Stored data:
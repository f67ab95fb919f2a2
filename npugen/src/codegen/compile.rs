use anyhow::Result;
use serde::{Deserialize, Serialize};
use serde_json::Value;

use crate::errors::CodegenError;
use crate::expr::{Expr, GLOBAL_SYMBOL_ATTR};
use crate::graph::{params_table, GraphSerialize, SerializedGraph};
use crate::tensor::ConstTensor;
use crate::trace;

use super::serializer::Serializer;

/// Everything the runtime needs to instantiate one offloaded function.
#[derive(Debug, Clone, PartialEq, Serialize, Deserialize)]
pub struct CompiledModule {
    pub symbol: String,
    pub graph_json: String,
    pub const_names: Vec<String>,
    pub params: Vec<(String, ConstTensor)>,
}

impl CompiledModule {
    fn from_graph(graph: SerializedGraph) -> Result<Self> {
        let graph_json = GraphSerialize::to_string(&graph, false)?;
        let const_names = graph.const_names();
        Ok(Self {
            symbol: graph.symbol,
            graph_json,
            const_names,
            params: graph.params,
        })
    }

    /// Constant table keyed by const node name.
    pub fn params_json(&self) -> Result<Value> {
        params_table(&self.params)
    }
}

/// Compile a function carrying a `global_symbol` attribute.
pub fn compile(expr: &Expr) -> Result<CompiledModule> {
    compile_with_symbol(expr, None)
}

/// Like [`compile`], using `fallback` when the function has no symbol.
pub fn compile_with_symbol(expr: &Expr, fallback: Option<&str>) -> Result<CompiledModule> {
    let func = expr.as_function().ok_or_else(|| CodegenError::UnsupportedCall {
        type_key: expr.type_key().to_string(),
    })?;
    let symbol = func
        .attrs
        .get_str(GLOBAL_SYMBOL_ATTR)
        .or(fallback)
        .ok_or(CodegenError::MissingSymbol {
            attr: GLOBAL_SYMBOL_ATTR,
        })?;
    trace!("compiling {} ({} params)", symbol, func.params.len());
    let graph = Serializer::new(symbol).serialize(func)?;
    trace!(
        "{}: {} nodes, {} constants",
        graph.symbol,
        graph.nodes.len(),
        graph.params.len()
    );
    CompiledModule::from_graph(graph)
}
//! Calls matched inside a composite body, one record per family.
//!
//! Required links are plain references; optional links are `Option`, where
//! `None` means the link was legitimately absent from the chain.
use crate::expr::Call;
use crate::ops::OpKind;

use super::composite::CompositeKind;

/// `[requantize] [bias] conv2d [pad]`, output first.
#[derive(Debug, Clone, Copy)]
pub struct ConvPattern<'a> {
    pub pad: Option<&'a Call>,
    pub conv: &'a Call,
    pub bias: Option<&'a Call>,
    pub requantize: Option<&'a Call>,
}

impl ConvPattern<'_> {
    pub fn is_quantized(&self) -> bool {
        self.requantize.is_some()
    }

    pub fn composite_kind(&self) -> CompositeKind {
        if self.is_quantized() {
            CompositeKind::QnnConv2d
        } else {
            CompositeKind::Conv2d
        }
    }

    pub fn output_name(&self) -> &'static str {
        if self.is_quantized() {
            OpKind::QnnConv2d.as_str()
        } else {
            OpKind::Conv2d.as_str()
        }
    }
}

/// `[requantize] [bias] dense`, output first.
#[derive(Debug, Clone, Copy)]
pub struct DensePattern<'a> {
    pub dense: &'a Call,
    pub bias: Option<&'a Call>,
    pub requantize: Option<&'a Call>,
}

impl DensePattern<'_> {
    pub fn is_quantized(&self) -> bool {
        self.requantize.is_some()
    }

    pub fn composite_kind(&self) -> CompositeKind {
        if self.is_quantized() {
            CompositeKind::QnnDense
        } else {
            CompositeKind::Dense
        }
    }

    pub fn output_name(&self) -> &'static str {
        if self.is_quantized() {
            OpKind::QnnDense.as_str()
        } else {
            OpKind::Dense.as_str()
        }
    }
}

/// `quantize <- activation <- dequantize`; shared by softmax and sigmoid.
#[derive(Debug, Clone, Copy)]
pub struct QnnActivationPattern<'a> {
    pub dequantize: &'a Call,
    pub activation: &'a Call,
    pub quantize: &'a Call,
}

pub type QnnSoftmaxPattern<'a> = QnnActivationPattern<'a>;
pub type QnnSigmoidPattern<'a> = QnnActivationPattern<'a>;

/// `cast <- avg_pool2d <- cast`.
#[derive(Debug, Clone, Copy)]
pub struct QnnAvgPoolPattern<'a> {
    pub pre_cast: &'a Call,
    pub avg_pool: &'a Call,
    pub post_cast: &'a Call,
}

#[derive(Debug, Clone, Copy, PartialEq, Eq)]
pub enum PoolKind {
    Avg,
    Max,
}

impl PoolKind {
    pub fn op(self) -> OpKind {
        match self {
            PoolKind::Avg => OpKind::AvgPool2d,
            PoolKind::Max => OpKind::MaxPool2d,
        }
    }
}

/// `pool2d [pad]`.
#[derive(Debug, Clone, Copy)]
pub struct PoolPattern<'a> {
    pub pad: Option<&'a Call>,
    pub pool: &'a Call,
    pub kind: PoolKind,
}

impl PoolPattern<'_> {
    pub fn composite_kind(&self) -> CompositeKind {
        match self.kind {
            PoolKind::Avg => CompositeKind::AvgPool2d,
            PoolKind::Max => CompositeKind::MaxPool2d,
        }
    }

    pub fn output_name(&self) -> &'static str {
        self.kind.op().as_str()
    }
}
//! Lowering of partitioned, fused operator subgraphs into the kernel-graph
//! representation consumed by an NPU runtime.
//!
//! Each offloaded function is walked once. Calls to composite functions are
//! matched against the recognized fused patterns and emitted as single
//! kernel nodes; everything else falls through to a plain operator node.

pub mod logging;
mod macros;

pub mod codegen;
mod errors;
pub mod expr;
pub mod graph;
pub mod ops;
mod tensor;

pub use codegen::{compile, compile_with_symbol, CompiledModule, CompositeKind, Family, Serializer};
pub use errors::CodegenError;
pub use expr::{ExprDocument, Expr};
pub use graph::{GraphSerialize, SerializedGraph};
pub use ops::OpKind;
pub use tensor::{numel, ConstTensor, DType, TensorData, TensorType};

What is needed:
Please return every line in the data that includes the string "Result".

Answer for this exercise:
use anyhow::Result;
    fn from_graph(graph: SerializedGraph) -> Result<Self> {
    pub fn params_json(&self) -> Result<Value> {
pub fn compile(expr: &Expr) -> Result<CompiledModule> {
pub fn compile_with_symbol(expr: &Expr, fallback: Option<&str>) -> Result<CompiledModule> {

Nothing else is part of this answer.